─── PROVIDED DATA ───

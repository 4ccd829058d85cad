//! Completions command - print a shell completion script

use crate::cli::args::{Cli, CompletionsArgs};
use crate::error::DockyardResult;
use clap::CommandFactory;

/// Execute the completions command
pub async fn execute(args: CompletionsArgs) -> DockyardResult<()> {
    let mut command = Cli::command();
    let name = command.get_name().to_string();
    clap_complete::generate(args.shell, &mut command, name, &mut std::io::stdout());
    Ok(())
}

───
─── PROVIDED DATA ───

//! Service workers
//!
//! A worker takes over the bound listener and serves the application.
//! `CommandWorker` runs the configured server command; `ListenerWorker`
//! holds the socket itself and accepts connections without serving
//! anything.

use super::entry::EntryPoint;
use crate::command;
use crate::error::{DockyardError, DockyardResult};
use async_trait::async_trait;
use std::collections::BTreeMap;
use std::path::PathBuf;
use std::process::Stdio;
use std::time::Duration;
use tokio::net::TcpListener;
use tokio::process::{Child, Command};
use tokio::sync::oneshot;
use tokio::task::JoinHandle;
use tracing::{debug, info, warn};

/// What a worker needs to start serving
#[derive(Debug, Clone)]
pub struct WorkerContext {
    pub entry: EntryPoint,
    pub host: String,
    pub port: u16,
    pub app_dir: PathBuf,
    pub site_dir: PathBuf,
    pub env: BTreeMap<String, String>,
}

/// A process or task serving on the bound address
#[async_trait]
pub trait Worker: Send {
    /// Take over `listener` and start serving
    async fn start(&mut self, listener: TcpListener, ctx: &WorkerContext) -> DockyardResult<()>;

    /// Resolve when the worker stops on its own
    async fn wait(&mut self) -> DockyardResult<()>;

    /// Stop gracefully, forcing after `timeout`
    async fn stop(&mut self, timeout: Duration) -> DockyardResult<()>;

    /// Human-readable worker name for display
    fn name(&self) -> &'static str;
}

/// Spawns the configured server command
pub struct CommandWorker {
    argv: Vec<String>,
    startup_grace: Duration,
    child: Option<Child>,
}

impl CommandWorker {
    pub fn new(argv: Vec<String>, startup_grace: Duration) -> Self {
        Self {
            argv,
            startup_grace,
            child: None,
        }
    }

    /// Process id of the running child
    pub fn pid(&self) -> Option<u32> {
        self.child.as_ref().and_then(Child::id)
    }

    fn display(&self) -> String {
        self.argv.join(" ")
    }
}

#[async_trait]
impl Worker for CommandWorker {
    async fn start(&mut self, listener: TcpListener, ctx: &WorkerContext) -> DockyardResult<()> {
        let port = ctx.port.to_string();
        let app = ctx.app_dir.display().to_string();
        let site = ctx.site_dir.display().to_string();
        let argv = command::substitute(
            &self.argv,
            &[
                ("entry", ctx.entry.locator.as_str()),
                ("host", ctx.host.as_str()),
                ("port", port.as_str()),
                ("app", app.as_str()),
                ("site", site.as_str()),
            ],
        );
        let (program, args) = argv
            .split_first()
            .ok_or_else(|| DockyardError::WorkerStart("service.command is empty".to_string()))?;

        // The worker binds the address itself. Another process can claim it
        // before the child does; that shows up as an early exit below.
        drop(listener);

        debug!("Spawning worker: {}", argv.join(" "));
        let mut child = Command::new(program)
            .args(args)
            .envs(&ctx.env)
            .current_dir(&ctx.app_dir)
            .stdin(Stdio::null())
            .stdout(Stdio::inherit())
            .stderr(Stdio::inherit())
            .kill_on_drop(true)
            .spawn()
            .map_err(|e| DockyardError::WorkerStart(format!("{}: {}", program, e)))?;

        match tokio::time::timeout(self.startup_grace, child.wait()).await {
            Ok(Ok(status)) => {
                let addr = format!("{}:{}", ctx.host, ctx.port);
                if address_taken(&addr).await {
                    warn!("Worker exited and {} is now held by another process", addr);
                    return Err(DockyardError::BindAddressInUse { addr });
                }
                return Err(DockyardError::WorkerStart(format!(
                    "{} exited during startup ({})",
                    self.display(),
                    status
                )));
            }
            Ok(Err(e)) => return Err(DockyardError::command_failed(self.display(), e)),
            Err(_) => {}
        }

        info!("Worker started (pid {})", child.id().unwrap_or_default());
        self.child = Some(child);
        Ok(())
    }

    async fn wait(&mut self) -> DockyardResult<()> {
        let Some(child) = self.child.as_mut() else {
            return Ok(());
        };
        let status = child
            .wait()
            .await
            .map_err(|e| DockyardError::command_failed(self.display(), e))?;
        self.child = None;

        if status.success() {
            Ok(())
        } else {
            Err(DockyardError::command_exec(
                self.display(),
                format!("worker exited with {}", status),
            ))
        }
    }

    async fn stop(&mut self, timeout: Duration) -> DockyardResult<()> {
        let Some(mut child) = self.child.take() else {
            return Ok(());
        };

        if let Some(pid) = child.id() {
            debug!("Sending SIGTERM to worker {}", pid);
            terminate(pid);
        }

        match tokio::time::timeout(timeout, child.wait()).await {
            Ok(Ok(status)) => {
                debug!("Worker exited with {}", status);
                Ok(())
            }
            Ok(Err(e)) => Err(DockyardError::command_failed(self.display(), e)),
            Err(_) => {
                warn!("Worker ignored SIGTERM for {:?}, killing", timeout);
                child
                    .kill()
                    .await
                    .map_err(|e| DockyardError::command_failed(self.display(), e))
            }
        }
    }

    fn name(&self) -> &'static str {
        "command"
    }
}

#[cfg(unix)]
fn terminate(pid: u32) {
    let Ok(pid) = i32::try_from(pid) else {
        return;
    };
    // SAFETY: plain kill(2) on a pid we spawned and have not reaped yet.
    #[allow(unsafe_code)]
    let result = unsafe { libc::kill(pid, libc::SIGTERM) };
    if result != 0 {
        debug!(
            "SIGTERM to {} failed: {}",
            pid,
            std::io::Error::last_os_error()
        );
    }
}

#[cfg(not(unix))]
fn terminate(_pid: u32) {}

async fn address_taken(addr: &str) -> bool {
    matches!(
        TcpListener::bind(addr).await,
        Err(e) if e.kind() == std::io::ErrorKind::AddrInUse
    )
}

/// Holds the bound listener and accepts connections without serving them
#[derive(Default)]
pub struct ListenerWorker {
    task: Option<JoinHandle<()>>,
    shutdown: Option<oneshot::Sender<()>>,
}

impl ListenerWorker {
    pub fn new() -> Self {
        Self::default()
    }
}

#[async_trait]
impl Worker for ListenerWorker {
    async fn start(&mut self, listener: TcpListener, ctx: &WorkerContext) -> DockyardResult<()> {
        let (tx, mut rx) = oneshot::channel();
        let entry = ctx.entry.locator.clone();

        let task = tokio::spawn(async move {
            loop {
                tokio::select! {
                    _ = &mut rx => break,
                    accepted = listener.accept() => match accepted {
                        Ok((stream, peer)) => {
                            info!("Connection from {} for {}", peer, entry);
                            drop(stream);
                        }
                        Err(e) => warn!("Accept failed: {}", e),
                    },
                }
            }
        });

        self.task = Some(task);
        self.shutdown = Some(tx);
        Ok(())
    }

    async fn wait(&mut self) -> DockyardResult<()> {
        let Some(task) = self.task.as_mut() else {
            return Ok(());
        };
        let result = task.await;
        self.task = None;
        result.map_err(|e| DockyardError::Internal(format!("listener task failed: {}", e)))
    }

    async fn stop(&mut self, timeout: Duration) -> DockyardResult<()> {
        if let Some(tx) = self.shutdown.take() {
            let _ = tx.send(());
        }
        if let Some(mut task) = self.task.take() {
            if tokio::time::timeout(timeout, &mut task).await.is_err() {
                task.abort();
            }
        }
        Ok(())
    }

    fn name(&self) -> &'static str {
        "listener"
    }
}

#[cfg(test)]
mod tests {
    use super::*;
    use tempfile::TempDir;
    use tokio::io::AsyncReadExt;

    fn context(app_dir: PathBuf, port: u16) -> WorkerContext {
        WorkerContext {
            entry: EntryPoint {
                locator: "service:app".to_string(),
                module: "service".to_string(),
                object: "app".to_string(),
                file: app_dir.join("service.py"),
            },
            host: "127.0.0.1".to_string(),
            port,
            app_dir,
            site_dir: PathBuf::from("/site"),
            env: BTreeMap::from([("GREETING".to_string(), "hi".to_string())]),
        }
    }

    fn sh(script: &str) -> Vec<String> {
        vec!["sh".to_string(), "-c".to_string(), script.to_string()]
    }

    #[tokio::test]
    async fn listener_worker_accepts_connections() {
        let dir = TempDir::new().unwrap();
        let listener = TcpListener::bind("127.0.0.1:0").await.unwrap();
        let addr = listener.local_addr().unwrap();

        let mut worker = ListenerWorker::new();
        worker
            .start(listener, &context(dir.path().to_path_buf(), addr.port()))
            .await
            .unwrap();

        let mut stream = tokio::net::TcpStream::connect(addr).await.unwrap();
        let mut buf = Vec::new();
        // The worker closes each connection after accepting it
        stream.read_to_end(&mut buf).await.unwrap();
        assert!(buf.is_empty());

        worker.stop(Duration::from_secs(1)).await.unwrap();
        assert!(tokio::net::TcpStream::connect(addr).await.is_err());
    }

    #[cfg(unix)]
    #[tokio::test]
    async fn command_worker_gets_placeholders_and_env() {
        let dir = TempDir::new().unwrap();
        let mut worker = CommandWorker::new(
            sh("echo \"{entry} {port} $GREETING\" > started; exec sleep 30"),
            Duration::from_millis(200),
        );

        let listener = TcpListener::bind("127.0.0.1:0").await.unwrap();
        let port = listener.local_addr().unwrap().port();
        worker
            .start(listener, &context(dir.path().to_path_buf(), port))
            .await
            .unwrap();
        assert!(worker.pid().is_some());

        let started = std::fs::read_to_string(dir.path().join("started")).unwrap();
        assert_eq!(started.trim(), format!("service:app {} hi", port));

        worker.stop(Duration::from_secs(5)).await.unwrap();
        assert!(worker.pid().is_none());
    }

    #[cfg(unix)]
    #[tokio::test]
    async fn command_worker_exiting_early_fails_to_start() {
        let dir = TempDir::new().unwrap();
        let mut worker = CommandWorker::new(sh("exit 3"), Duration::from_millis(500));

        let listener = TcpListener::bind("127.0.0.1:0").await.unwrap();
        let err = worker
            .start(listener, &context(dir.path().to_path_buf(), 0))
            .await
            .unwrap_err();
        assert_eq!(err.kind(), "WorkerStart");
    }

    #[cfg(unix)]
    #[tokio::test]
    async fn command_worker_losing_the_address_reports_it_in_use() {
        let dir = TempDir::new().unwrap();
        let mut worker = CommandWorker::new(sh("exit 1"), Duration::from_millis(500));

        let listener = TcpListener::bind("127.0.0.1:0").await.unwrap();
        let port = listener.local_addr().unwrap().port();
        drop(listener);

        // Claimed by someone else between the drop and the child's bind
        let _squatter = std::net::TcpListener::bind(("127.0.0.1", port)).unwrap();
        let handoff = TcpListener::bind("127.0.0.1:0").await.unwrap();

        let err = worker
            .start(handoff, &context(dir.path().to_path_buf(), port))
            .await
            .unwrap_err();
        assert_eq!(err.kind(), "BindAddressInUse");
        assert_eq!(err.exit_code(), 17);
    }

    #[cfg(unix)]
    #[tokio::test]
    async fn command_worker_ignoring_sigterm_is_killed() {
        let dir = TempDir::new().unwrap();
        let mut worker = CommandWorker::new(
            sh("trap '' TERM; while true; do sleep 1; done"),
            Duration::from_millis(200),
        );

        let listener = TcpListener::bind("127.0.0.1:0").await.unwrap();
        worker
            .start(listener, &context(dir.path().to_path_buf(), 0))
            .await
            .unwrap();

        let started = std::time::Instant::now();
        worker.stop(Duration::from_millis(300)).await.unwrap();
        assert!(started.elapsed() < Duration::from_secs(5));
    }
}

───

ACTIVITY = With the line holding "repository 4ccd829058d85cad" as the first and the line holding "let mut command = Cli::command();" as the last, set down that range of the entries above exactly, and nothing else.

RESULT =
repository 4ccd829058d85cad
//! Completions command - print a shell completion script

use crate::cli::args::{Cli, CompletionsArgs};
use crate::error::DockyardResult;
use clap::CommandFactory;

/// Execute the completions command
pub async fn execute(args: CompletionsArgs) -> DockyardResult<()> {
    let mut command = Cli::command();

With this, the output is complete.